Taking an environmentally sensitive approach to pest management


Missouri Environment & Garden


Adam Leonberger

The Plant Diagnostic Clinic is Now Open

Adam Leonberger

Published: March 1, 2011

As the weather starts to warm up, we start thinking of getting our plants into the ground. Inevitably, some of your plants will get sick. If you have spots on your tomatoes, your petunias are wilting, or any other plant related issue, send your sick plant to the Plant Diagnostic Clinic. The PDC draws upon a network of experts We aim to diagnose your plant related problems and provide accurate, timely answers and management recommendations. Submission forms can be found on-line at our website, plantclinic.missouri.edu.

It is easy to submit a plant sample. Send entire plants with roots intact (dug, not pulled) if possible. When you collect plants or plant parts, make sure a range of the symptoms is represented in your sample. For larger specimens, sample from the transition zone between healthy and symptomatic tissue. For suspected Tree wilts, like Dutch elm disease, oak wilt, or pine wilt nematode, submit live branches 1 to 2-inches in diameter, cut from branches that are beginning to show symptoms. For oak wilt detection, submit branches exhibiting streaking in the sapwood and keep samples cool during shipment by packing with ice packs.
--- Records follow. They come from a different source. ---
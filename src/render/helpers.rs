use wgpu;

pub fn create_source_texture(
    device: &wgpu::Device,
    width: u32,
    height: u32,
) -> (wgpu::Texture, wgpu::TextureView) {
    let tex = device.create_texture(&wgpu::TextureDescriptor {
        label: Some("ripple_source"),
        size: wgpu::Extent3d {
            width: width.max(1),
            height: height.max(1),
            depth_or_array_layers: 1,
        },
        mip_level_count: 1,
        sample_count: 1,
        dimension: wgpu::TextureDimension::D2,
        // Canvas pixels are already sRGB-encoded; mix them as stored.
        format: wgpu::TextureFormat::Rgba8Unorm,
        usage: wgpu::TextureUsages::TEXTURE_BINDING | wgpu::TextureUsages::COPY_DST,
        view_formats: &[],
    });
    let view = tex.create_view(&wgpu::TextureViewDescriptor::default());
    (tex, view)
}

pub fn write_source_texture(
    queue: &wgpu::Queue,
    texture: &wgpu::Texture,
    width: u32,
    height: u32,
    rgba: &[u8],
) {
    queue.write_texture(
        wgpu::TexelCopyTextureInfo {
            texture,
            mip_level: 0,
            origin: wgpu::Origin3d::ZERO,
            aspect: wgpu::TextureAspect::All,
        },
        rgba,
        wgpu::TexelCopyBufferLayout {
            offset: 0,
            bytes_per_row: Some(4 * width),
            rows_per_image: Some(height),
        },
        wgpu::Extent3d {
            width,
            height,
            depth_or_array_layers: 1,
        },
    );
}

pub fn create_bind_group_layout(device: &wgpu::Device) -> wgpu::BindGroupLayout {
    device.create_bind_group_layout(&wgpu::BindGroupLayoutDescriptor {
        label: Some("ripple_bgl"),
        entries: &[
            wgpu::BindGroupLayoutEntry {
                binding: 0,
                visibility: wgpu::ShaderStages::FRAGMENT,
                ty: wgpu::BindingType::Texture {
                    sample_type: wgpu::TextureSampleType::Float { filterable: true },
                    view_dimension: wgpu::TextureViewDimension::D2,
                    multisampled: false,
                },
                count: None,
            },
            wgpu::BindGroupLayoutEntry {
                binding: 1,
                visibility: wgpu::ShaderStages::FRAGMENT,
                ty: wgpu::BindingType::Sampler(wgpu::SamplerBindingType::Filtering),
                count: None,
            },
            wgpu::BindGroupLayoutEntry {
                binding: 2,
                visibility: wgpu::ShaderStages::FRAGMENT,
                ty: wgpu::BindingType::Buffer {
                    ty: wgpu::BufferBindingType::Uniform,
                    has_dynamic_offset: false,
                    min_binding_size: None,
                },
                count: None,
            },
        ],
    })
}

pub fn create_bind_group(
    device: &wgpu::Device,
    layout: &wgpu::BindGroupLayout,
    view: &wgpu::TextureView,
    sampler: &wgpu::Sampler,
    uniforms: &wgpu::Buffer,
) -> wgpu::BindGroup {
    device.create_bind_group(&wgpu::BindGroupDescriptor {
        label: Some("ripple_bg"),
        layout,
        entries: &[
            wgpu::BindGroupEntry {
                binding: 0,
                resource: wgpu::BindingResource::TextureView(view),
            },
            wgpu::BindGroupEntry {
                binding: 1,
                resource: wgpu::BindingResource::Sampler(sampler),
            },
            wgpu::BindGroupEntry {
                binding: 2,
                resource: uniforms.as_entire_binding(),
            },
        ],
    })
}

pub fn make_fullscreen_pipeline(
    device: &wgpu::Device,
    layout: &wgpu::PipelineLayout,
    shader: &wgpu::ShaderModule,
    frag_entry: &str,
    color_format: wgpu::TextureFormat,
) -> wgpu::RenderPipeline {
    device.create_render_pipeline(&wgpu::RenderPipelineDescriptor {
        label: Some("ripple_pipeline"),
        layout: Some(layout),
        vertex: wgpu::VertexState {
            module: shader,
            entry_point: Some("vs_fullscreen"),
            buffers: &[],
            compilation_options: wgpu::PipelineCompilationOptions::default(),
        },
        primitive: wgpu::PrimitiveState::default(),
        depth_stencil: None,
        multisample: wgpu::MultisampleState::default(),
        fragment: Some(wgpu::FragmentState {
            module: shader,
            entry_point: Some(frag_entry),
            targets: &[Some(wgpu::ColorTargetState {
                format: color_format,
                blend: None,
                write_mask: wgpu::ColorWrites::ALL,
            })],
            compilation_options: wgpu::PipelineCompilationOptions::default(),
        }),
        cache: None,
        multiview: None,
    })
}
For plant identification, place the sample flat between layers of dry paper. Try to prevent excessive folding of the leaves and place flowers so that you are looking into the center of the flower. Pack the wrapped bundle in plastic, preferably with a piece of cardboard to keep the sample flat. To make packaging easier, fold tall plants once or twice or cut into shorter lengths. For trees and shrubs, collect a terminal or end portion of a leafy branch with at least five leaves or buds.
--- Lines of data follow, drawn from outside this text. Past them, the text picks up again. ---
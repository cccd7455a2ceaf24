#![cfg(target_arch = "wasm32")]
use ripple_core::compose::{HeroLabels, ThemeColors};
use ripple_core::{HeroEffect, RippleConfig};
use serde::de::DeserializeOwned;
use serde::Deserialize;
use std::rc::Rc;
use wasm_bindgen::prelude::*;
use web_sys as web;

mod compose;
mod constants;
mod dom;
mod events;
mod frame;
mod hero;
mod render;

use compose::{CanvasSurface, DomTextLayout};
use events::{Observers, PointerListeners};
use hero::Shared;
use render::GpuRenderer;

#[wasm_bindgen(start)]
pub fn start() -> Result<(), JsValue> {
    console_error_panic_hook::set_once();
    console_log::init_with_level(log::Level::Info).ok();
    log::info!("hero-ripple loaded");
    Ok(())
}

/// Options object accepted by `mountHeroRipple`. Every key is optional.
#[derive(Debug, Default, Deserialize)]
#[serde(default, rename_all = "camelCase")]
struct MountOptions {
    theme: ThemeColors,
    labels: HeroLabels,
    config: RippleConfig,
}

fn from_js<T: DeserializeOwned + Default>(value: &JsValue) -> anyhow::Result<T> {
    if value.is_undefined() || value.is_null() {
        return Ok(T::default());
    }
    let json: String = js_sys::JSON::stringify(value)
        .map_err(|e| anyhow::anyhow!("options are not serializable: {:?}", e))?
        .into();
    Ok(serde_json::from_str(&json)?)
}

fn to_js_err(e: anyhow::Error) -> JsValue {
    JsValue::from_str(&e.to_string())
}

struct Mounted {
    shared: Rc<Shared>,
    pointers: PointerListeners,
    observers: Observers,
    on_ready: Option<js_sys::Function>,
}

impl Mounted {
    fn teardown(mut self) {
        self.shared.teardown();
        self.observers.disconnect();
        self.pointers.remove();
        if let Some(cb) = &self.on_ready {
            _ = cb.call1(&JsValue::NULL, &JsValue::FALSE);
        }
        log::info!("hero ripple unmounted");
    }
}

/// Handle to a mounted effect. Unmounting (or freeing the handle) stops the
/// loop, detaches every listener and releases the GPU resources.
#[wasm_bindgen]
pub struct HeroRipple {
    mounted: Option<Mounted>,
}

#[wasm_bindgen]
impl HeroRipple {
    /// Recompose with new theme colors. The simulation keeps running.
    #[wasm_bindgen(js_name = setTheme)]
    pub fn set_theme(&self, theme: JsValue) -> Result<(), JsValue> {
        if let Some(m) = &self.mounted {
            m.shared.set_theme(from_js(&theme).map_err(to_js_err)?);
        }
        Ok(())
    }

    #[wasm_bindgen(js_name = setLabels)]
    pub fn set_labels(&self, labels: JsValue) -> Result<(), JsValue> {
        if let Some(m) = &self.mounted {
            m.shared.set_labels(from_js(&labels).map_err(to_js_err)?);
        }
        Ok(())
    }

    pub fn unmount(&mut self) {
        if let Some(m) = self.mounted.take() {
            m.teardown();
        }
    }

    #[wasm_bindgen(getter, js_name = isMounted)]
    pub fn is_mounted(&self) -> bool {
        self.mounted.is_some()
    }
}

impl Drop for HeroRipple {
    fn drop(&mut self) {
        self.unmount();
    }
}

/// Attach the ripple effect to `canvas`. Resolves to a [`HeroRipple`] handle,
/// or `undefined` when reduced motion is preferred or setup fails.
#[wasm_bindgen(js_name = mountHeroRipple)]
pub async fn mount_hero_ripple(
    canvas: web::HtmlCanvasElement,
    kicker: Option<web::HtmlElement>,
    subtitle: Option<web::HtmlElement>,
    options: JsValue,
    on_ready: Option<js_sys::Function>,
) -> Result<JsValue, JsValue> {
    if dom::prefers_reduced_motion() {
        log::info!("reduced motion preferred; hero ripple disabled");
        return Ok(JsValue::UNDEFINED);
    }
    match mount(canvas, kicker, subtitle, &options, on_ready).await {
        Ok(handle) => Ok(handle.into()),
        Err(e) => {
            log::error!("hero ripple setup failed: {:?}", e);
            Ok(JsValue::UNDEFINED)
        }
    }
}

async fn mount(
    canvas: web::HtmlCanvasElement,
    kicker: Option<web::HtmlElement>,
    subtitle: Option<web::HtmlElement>,
    options: &JsValue,
    on_ready: Option<js_sys::Function>,
) -> anyhow::Result<HeroRipple> {
    let window = web::window().ok_or_else(|| anyhow::anyhow!("no window"))?;
    let document = window
        .document()
        .ok_or_else(|| anyhow::anyhow!("no document"))?;
    let options: MountOptions = from_js(options)?;
    options.config.validate()?;

    let surface = CanvasSurface::new(&document)?;
    let renderer = GpuRenderer::new(&canvas).await?;
    let effect = HeroEffect::new(options.config, renderer, rand::random())?;
    let layout = DomTextLayout::new(canvas.clone(), kicker, subtitle);
    let shared = Shared::new(
        effect,
        canvas,
        surface,
        layout,
        options.theme,
        options.labels,
    );

    shared.set_visible(dom::document_visible());
    shared.resize();
    let pointers = events::wire_pointer_handlers(&window, &shared)?;
    let observers = events::wire_observers(&document, &shared)?;

    if let Some(cb) = &on_ready {
        _ = cb.call1(&JsValue::NULL, &JsValue::TRUE);
    }
    log::info!("hero ripple mounted");
    Ok(HeroRipple {
        mounted: Some(Mounted {
            shared,
            pointers,
            observers,
            on_ready,
        }),
    })
}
For insect/ arachnid identification, place leak-proof bottle or box in sturdy shipping container with plenty of packaging material to prevent shipping damage. Preserve soft-bodied insects such as caterpillars, aphids, or mites in a leak-proof bottle with 70% alcohol, rubbing alcohol, or hand sanitizer gel. Do not submit insects in water, formaldehyde or without alcohol as they will readily ferment and decompose. Hard-bodied insects such as butterflies, beetles, or bees should be killed by freezing and cushion specimens in layers of tissue.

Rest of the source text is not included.